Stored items
= Beginning of Section =

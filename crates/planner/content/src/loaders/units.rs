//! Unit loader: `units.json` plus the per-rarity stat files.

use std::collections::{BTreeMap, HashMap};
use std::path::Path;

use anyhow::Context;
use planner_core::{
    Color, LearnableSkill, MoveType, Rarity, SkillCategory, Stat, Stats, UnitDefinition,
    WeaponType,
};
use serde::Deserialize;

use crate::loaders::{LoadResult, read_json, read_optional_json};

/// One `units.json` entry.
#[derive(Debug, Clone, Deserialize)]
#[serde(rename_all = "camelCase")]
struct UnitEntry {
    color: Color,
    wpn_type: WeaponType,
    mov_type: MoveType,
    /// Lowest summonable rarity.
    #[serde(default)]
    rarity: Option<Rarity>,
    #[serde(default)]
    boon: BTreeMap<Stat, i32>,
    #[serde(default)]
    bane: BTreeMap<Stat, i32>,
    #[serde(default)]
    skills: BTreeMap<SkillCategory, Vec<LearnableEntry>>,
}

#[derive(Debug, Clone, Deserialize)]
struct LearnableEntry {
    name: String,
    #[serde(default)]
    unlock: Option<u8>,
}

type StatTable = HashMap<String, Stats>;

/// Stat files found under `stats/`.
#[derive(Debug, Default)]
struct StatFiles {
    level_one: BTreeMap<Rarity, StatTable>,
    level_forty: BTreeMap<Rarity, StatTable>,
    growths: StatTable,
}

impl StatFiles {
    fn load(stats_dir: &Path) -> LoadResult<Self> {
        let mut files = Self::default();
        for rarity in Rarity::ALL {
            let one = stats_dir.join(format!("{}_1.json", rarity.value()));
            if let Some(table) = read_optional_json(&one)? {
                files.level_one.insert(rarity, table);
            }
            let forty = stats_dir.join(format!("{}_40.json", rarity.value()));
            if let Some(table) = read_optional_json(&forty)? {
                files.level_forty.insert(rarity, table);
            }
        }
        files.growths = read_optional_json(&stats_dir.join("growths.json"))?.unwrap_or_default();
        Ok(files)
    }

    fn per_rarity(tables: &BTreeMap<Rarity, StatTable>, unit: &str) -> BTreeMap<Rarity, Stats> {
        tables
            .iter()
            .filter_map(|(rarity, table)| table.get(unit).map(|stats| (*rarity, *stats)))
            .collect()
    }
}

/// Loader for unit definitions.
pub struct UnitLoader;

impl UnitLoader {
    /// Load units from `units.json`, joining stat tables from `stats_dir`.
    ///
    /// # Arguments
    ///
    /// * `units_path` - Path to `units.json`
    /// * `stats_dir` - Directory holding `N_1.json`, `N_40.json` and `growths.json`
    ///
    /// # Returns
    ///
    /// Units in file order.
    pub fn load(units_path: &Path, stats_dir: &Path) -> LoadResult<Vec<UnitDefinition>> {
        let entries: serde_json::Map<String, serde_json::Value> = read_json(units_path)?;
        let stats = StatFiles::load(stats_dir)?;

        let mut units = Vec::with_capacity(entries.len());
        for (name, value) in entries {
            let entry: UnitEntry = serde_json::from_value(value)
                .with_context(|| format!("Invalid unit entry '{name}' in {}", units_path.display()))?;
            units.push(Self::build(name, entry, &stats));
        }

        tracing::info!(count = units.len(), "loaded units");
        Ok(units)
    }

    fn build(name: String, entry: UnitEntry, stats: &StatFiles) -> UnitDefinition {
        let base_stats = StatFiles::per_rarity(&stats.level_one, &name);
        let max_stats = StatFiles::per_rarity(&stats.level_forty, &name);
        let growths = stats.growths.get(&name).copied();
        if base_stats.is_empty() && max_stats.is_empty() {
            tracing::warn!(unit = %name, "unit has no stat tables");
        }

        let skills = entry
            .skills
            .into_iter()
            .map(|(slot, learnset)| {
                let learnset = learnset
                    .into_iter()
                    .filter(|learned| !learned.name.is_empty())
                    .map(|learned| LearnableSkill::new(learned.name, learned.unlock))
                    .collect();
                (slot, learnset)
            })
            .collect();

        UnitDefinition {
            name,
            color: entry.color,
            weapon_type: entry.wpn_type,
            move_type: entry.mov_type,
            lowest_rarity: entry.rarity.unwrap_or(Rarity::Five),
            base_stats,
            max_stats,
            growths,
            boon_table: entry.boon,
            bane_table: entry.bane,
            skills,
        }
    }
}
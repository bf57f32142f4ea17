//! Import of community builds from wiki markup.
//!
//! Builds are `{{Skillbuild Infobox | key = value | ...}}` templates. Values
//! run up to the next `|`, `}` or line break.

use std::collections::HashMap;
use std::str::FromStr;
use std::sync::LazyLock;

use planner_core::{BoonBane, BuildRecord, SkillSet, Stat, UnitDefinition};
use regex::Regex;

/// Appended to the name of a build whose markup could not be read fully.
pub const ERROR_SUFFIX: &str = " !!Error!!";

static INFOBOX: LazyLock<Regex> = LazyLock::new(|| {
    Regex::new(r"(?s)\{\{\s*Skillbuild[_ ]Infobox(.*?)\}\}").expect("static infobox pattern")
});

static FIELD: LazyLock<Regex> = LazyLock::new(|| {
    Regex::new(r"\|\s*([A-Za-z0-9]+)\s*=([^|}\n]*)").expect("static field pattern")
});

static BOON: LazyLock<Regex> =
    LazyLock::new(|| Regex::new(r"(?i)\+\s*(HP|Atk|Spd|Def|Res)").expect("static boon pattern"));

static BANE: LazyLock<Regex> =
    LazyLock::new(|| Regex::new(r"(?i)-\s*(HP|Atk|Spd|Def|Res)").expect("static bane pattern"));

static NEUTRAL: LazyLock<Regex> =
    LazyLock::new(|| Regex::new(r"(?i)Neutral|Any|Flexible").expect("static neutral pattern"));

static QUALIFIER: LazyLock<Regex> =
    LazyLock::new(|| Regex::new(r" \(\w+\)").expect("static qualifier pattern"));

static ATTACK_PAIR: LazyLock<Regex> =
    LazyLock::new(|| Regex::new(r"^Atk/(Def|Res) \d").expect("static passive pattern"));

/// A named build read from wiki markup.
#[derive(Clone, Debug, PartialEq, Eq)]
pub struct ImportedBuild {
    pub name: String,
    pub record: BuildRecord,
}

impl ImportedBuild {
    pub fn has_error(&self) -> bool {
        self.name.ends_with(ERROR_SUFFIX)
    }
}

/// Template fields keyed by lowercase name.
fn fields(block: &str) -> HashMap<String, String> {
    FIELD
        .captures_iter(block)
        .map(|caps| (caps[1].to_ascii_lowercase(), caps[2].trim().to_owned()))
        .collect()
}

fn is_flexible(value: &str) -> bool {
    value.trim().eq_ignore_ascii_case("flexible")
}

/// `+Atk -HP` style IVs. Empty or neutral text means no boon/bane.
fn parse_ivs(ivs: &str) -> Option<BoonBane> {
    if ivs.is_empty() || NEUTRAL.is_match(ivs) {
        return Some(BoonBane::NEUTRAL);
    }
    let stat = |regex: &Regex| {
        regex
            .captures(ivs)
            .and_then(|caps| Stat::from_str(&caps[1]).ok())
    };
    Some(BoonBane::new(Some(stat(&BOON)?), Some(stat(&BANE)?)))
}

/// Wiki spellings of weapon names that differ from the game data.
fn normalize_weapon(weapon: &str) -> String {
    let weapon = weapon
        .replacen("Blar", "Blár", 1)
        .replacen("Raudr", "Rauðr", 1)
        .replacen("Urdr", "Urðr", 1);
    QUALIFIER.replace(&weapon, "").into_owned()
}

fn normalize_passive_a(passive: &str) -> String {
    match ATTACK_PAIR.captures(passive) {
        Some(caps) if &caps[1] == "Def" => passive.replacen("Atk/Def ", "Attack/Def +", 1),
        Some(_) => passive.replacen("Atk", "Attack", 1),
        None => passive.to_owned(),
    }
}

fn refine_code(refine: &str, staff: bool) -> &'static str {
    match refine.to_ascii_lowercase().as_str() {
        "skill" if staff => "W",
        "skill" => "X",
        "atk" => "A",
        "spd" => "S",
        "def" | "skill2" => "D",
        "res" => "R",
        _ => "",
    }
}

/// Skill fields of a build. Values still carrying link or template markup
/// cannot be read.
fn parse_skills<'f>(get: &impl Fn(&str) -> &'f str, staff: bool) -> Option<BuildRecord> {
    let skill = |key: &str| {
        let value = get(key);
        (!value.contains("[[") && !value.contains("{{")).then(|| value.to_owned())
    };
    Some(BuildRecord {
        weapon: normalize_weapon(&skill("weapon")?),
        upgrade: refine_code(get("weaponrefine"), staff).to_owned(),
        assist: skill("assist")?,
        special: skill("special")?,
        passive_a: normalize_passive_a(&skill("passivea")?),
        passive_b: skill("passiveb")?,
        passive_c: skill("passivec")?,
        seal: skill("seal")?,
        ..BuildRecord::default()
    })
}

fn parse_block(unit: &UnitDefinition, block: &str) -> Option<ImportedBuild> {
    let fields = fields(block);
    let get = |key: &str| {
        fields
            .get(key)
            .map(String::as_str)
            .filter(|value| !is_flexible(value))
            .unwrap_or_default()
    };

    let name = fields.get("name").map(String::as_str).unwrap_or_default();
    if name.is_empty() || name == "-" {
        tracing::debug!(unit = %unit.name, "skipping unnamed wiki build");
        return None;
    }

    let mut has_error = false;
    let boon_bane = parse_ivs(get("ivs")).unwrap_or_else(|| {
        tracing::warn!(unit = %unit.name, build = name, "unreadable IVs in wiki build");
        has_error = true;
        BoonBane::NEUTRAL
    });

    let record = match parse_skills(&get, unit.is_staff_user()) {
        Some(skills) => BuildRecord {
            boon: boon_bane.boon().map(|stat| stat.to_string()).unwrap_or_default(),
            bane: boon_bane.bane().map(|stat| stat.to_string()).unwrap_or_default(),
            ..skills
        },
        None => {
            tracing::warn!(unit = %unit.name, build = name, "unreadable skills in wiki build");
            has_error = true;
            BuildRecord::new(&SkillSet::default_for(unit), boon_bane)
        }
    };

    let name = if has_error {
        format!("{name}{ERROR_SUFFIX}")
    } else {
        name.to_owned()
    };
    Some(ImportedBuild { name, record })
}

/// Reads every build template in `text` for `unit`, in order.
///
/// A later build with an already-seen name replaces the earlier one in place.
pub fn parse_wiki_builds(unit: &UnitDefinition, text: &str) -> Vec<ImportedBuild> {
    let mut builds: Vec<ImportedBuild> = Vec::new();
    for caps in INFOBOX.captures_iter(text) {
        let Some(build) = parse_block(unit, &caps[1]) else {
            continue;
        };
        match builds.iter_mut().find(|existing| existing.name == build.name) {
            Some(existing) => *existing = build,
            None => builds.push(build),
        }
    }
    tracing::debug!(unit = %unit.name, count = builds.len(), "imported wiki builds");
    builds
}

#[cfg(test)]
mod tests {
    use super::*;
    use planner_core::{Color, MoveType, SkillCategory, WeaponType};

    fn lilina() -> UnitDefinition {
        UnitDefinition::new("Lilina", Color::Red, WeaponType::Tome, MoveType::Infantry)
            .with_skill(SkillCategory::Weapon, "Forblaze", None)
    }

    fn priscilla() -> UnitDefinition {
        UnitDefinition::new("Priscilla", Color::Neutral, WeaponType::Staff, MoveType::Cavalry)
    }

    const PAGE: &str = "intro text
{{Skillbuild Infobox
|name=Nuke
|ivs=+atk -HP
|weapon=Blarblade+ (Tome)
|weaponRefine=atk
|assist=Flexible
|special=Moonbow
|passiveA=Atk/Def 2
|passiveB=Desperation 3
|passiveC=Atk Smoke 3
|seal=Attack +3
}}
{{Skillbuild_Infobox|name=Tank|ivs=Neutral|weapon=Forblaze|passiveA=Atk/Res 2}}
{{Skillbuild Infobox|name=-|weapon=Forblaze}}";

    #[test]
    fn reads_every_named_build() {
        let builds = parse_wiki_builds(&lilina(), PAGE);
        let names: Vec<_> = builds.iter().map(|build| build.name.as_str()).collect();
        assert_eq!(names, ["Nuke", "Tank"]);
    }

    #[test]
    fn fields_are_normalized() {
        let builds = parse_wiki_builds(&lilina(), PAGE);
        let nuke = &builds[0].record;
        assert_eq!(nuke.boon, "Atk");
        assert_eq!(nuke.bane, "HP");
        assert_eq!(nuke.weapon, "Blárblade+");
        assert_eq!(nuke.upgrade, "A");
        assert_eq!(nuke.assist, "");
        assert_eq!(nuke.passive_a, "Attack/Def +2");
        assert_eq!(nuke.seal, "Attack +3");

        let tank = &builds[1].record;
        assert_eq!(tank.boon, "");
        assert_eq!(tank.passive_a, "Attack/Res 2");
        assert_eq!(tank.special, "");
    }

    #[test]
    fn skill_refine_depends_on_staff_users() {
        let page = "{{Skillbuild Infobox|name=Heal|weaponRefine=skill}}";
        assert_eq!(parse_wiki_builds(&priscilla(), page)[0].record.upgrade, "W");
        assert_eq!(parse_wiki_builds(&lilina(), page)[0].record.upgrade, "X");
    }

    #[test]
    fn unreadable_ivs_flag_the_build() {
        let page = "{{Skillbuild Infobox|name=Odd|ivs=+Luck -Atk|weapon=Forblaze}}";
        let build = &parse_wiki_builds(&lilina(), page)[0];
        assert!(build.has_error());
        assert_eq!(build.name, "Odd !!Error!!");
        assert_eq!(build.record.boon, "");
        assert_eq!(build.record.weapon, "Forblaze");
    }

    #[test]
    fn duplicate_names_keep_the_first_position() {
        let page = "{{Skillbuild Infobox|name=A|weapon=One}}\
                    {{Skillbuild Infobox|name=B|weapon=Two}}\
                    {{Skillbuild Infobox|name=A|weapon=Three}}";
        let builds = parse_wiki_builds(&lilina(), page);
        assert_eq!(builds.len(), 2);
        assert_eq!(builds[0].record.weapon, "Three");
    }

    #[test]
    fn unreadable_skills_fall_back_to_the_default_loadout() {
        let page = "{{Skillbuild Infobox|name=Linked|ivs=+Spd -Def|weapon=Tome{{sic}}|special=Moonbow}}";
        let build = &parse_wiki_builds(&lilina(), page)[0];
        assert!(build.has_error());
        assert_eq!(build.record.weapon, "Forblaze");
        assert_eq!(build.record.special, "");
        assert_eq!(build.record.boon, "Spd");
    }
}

= End of Section =

Exercise details
How many lines of the data include the word "None"? Reply with the number and nothing else.

Solution
5